Jean flinched at the 'fish brain' part like a slap to the face. It was like pouring salt into a wound, a reminder of her weakness.

"Am I supposed to guess what you're talking about? Because right now it just sounds like you want someone to tear down to make yourself feel better and I'm one of the few people you haven't managed to push away yet so you're trying very hard to add me to the list."

Quentin rolled his eyes. "You read me like a book," he said sarcastically. "So how come you haven't run screaming yet? Why do you care so much you keep trying? You're the only one. Even G had enough . . ." He snapped his mouth shut before he said any more.

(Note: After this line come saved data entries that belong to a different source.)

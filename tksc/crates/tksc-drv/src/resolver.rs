//! Dependency-ordered batch resolution.
//!
//! One parse per token body, adjacency lists for the dependency graph, a
//! queue drain in input order, and per-token error capture. The reference
//! map the interpreter reads *is* the growing result map - resolving a
//! token immediately makes it visible to its dependents.

use std::collections::VecDeque;

use indexmap::IndexMap;
use rustc_hash::{FxHashMap, FxHashSet};
use tracing::{debug, warn};

use tksc_interp::{is_uninterpreted_keyword, Interpreter, RefEntry, References};
use tksc_spec::Config;
use tksc_sym::Value;

/// Why a token failed.
#[derive(Clone, Copy, Debug, PartialEq, Eq)]
pub enum TokenErrorKind {
    ParseError,
    CircularDependency,
    MissingReference,
    EvaluationError,
}

impl TokenErrorKind {
    /// Wire name of the kind.
    pub fn as_str(&self) -> &'static str {
        match self {
            TokenErrorKind::ParseError => "parse_error",
            TokenErrorKind::CircularDependency => "circular_dependency",
            TokenErrorKind::MissingReference => "missing_reference",
            TokenErrorKind::EvaluationError => "evaluation_error",
        }
    }
}

/// The per-token error record.
#[derive(Clone, Debug)]
pub struct TokenError {
    pub token_name: String,
    pub kind: TokenErrorKind,
    /// The body as it was submitted; it doubles as the fallback value.
    pub original_value: String,
    pub details: String,
}

/// One resolved token: its value, plus the error record when it failed
/// (in which case the value is the original expression text).
#[derive(Clone, Debug)]
pub struct ResolvedToken {
    pub value: Value,
    pub error: Option<TokenError>,
}

impl ResolvedToken {
    pub fn is_ok(&self) -> bool {
        self.error.is_none()
    }
}

/// The outcome of a batch: per-token results in input order, plus the
/// warnings the run accumulated.
#[derive(Clone, Debug)]
pub struct ResolveOutput {
    pub tokens: IndexMap<String, ResolvedToken>,
    pub warnings: Vec<String>,
}

impl ResolveOutput {
    /// The resolved value for `name`, if it succeeded.
    pub fn value(&self, name: &str) -> Option<&Value> {
        let token = self.tokens.get(name)?;
        token.is_ok().then_some(&token.value)
    }

    /// Every token rendered to its display string, input order preserved.
    pub fn rendered(&self, config: &Config) -> IndexMap<String, String> {
        self.tokens
            .iter()
            .map(|(name, token)| (name.clone(), render_value(&token.value, config)))
            .collect()
    }
}

/// Renders a value, routing colors through the color manager so dynamic
/// colors honor their schema's attribute order.
pub fn render_value(value: &Value, config: &Config) -> String {
    match value {
        Value::Color(color) => config.colors.format_color(color),
        other => other.render(),
    }
}

/// Batch-resolves a flat token map. The input map is never mutated.
pub fn resolve(tokens: &IndexMap<String, String>, config: &Config) -> ResolveOutput {
    Resolver::new(config).resolve(tokens)
}

/// The dependency-aware resolver; one instance per batch.
pub struct Resolver<'c> {
    config: &'c Config,
}

impl<'c> Resolver<'c> {
    pub fn new(config: &'c Config) -> Self {
        Self { config }
    }

    pub fn resolve(&self, tokens: &IndexMap<String, String>) -> ResolveOutput {
        let unit_keywords = self.config.unit_keywords();
        let mut warnings: Vec<String> = Vec::new();
        let mut errors: FxHashMap<String, TokenError> = FxHashMap::default();
        let mut asts: FxHashMap<String, tksc_par::Program> = FxHashMap::default();

        // Adjacency lists; `requires` keeps input order so residual-cycle
        // reporting is deterministic.
        let mut requires: IndexMap<String, FxHashSet<String>> = IndexMap::new();
        let mut required_by: FxHashMap<String, Vec<String>> = FxHashMap::default();

        // Parse pass: one parse per body, collecting reference edges.
        for (name, body) in tokens {
            let trimmed = body.trim();
            if trimmed.is_empty() || is_uninterpreted_keyword(trimmed) {
                // Recorded verbatim; nothing to evaluate.
                requires.insert(name.clone(), FxHashSet::default());
                continue;
            }

            match tksc_par::parse_with_units(body, unit_keywords.clone()) {
                Ok(output) => {
                    let mut required = FxHashSet::default();
                    for reference in output.references {
                        if reference == *name {
                            warnings.push(format!("token '{name}' references itself"));
                        }
                        required_by
                            .entry(reference.clone())
                            .or_default()
                            .push(name.clone());
                        required.insert(reference);
                    }
                    asts.insert(name.clone(), output.program);
                    requires.insert(name.clone(), required);
                }
                Err(err) => {
                    // The body stays usable as a literal fallback.
                    warn!(token = %name, error = %err, "token failed to parse");
                    warnings.push(format!("failed to parse token '{name}': {err}"));
                    errors.insert(
                        name.clone(),
                        TokenError {
                            token_name: name.clone(),
                            kind: TokenErrorKind::ParseError,
                            original_value: body.clone(),
                            details: err.to_string(),
                        },
                    );
                    requires.insert(name.clone(), FxHashSet::default());
                }
            }
        }

        // Everything with no outstanding requirements starts queued, in
        // input order; ties stay deterministic.
        let mut queue: VecDeque<String> = tokens
            .keys()
            .filter(|name| requires.get(*name).is_some_and(|required| required.is_empty()))
            .cloned()
            .collect();

        // The reference map the interpreter reads is the result map being
        // built - no hand-off per token.
        let mut references: References = References::new();
        let mut interpreter = Interpreter::new(self.config);
        let mut resolved: FxHashSet<String> = FxHashSet::default();

        while let Some(name) = queue.pop_front() {
            if !resolved.insert(name.clone()) {
                continue;
            }
            let body = &tokens[&name];

            match asts.get(&name) {
                Some(program) if !errors.contains_key(&name) => {
                    match interpreter.evaluate(program, &references) {
                        Ok(value) => {
                            debug!(token = %name, "resolved");
                            references.insert(name.clone(), RefEntry::Value(value));
                        }
                        Err(err) => {
                            warn!(token = %name, error = %err, "evaluation failed");
                            errors.insert(
                                name.clone(),
                                TokenError {
                                    token_name: name.clone(),
                                    kind: TokenErrorKind::EvaluationError,
                                    original_value: body.clone(),
                                    details: err.to_string(),
                                },
                            );
                            references
                                .insert(name.clone(), RefEntry::Value(Value::Str(body.clone())));
                        }
                    }
                }
                // Literal fallbacks: uninterpreted keywords, empty bodies,
                // parse failures.
                _ => {
                    references.insert(name.clone(), RefEntry::Value(Value::Str(body.clone())));
                }
            }

            // Release dependents whose last requirement this was.
            if let Some(dependents) = required_by.get(&name) {
                for dependent in dependents.clone() {
                    if let Some(outstanding) = requires.get_mut(&dependent) {
                        outstanding.remove(&name);
                        if outstanding.is_empty() && !resolved.contains(&dependent) {
                            queue.push_back(dependent);
                        }
                    }
                }
            }
        }

        // Whatever still has requirements is in a cycle or references a
        // token that does not exist.
        for (name, outstanding) in &requires {
            if resolved.contains(name) {
                continue;
            }
            let mut remaining: Vec<&str> = outstanding.iter().map(String::as_str).collect();
            remaining.sort_unstable();
            let missing = remaining.iter().any(|r| !tokens.contains_key(*r));
            let kind = if missing {
                TokenErrorKind::MissingReference
            } else {
                TokenErrorKind::CircularDependency
            };
            warn!(token = %name, kind = kind.as_str(), "token left unresolved");
            errors.insert(
                name.clone(),
                TokenError {
                    token_name: name.clone(),
                    kind,
                    original_value: tokens[name].clone(),
                    details: format!("unresolved dependencies: {}", remaining.join(", ")),
                },
            );
        }

        // Assemble per-token results in input order.
        let mut out = IndexMap::with_capacity(tokens.len());
        for (name, body) in tokens {
            let error = errors.remove(name);
            let value = if error.is_some() {
                Value::Str(body.clone())
            } else {
                match references.get(name) {
                    Some(entry) => entry.to_value(),
                    None => Value::Str(body.clone()),
                }
            };
            out.insert(name.clone(), ResolvedToken { value, error });
        }

        ResolveOutput {
            tokens: out,
            warnings,
        }
    }
}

Jean tilted her head. "Because even though your default mode is asshole, I know you're still a good person underneath. You were in my head for awhile so..." she said simply, leaning against the side of the building.

"I think freaking the hell out about dying and coming back to life in a new body is pretty understandable. Even saints might be a little unnerved by that."

He wiped his face with the back of his sleeve, muttering something about perspiration, but when he looked up again, his eyes were red. "It's been seven months. I can't keep living like this."

Closing the distance, Jean sat down beside him.

"Probably not," she said. Especially the way things were going. But she didn't know if he meant it the way she did.

"Please. Fix me." The plea came out a whisper, barely loud enough to be heard over the sounds of the city below them.

Jean met his eyes. "I'll do everything in my power," she promised. It was hard to make a promise she couldn't keep, but she would try everything she could.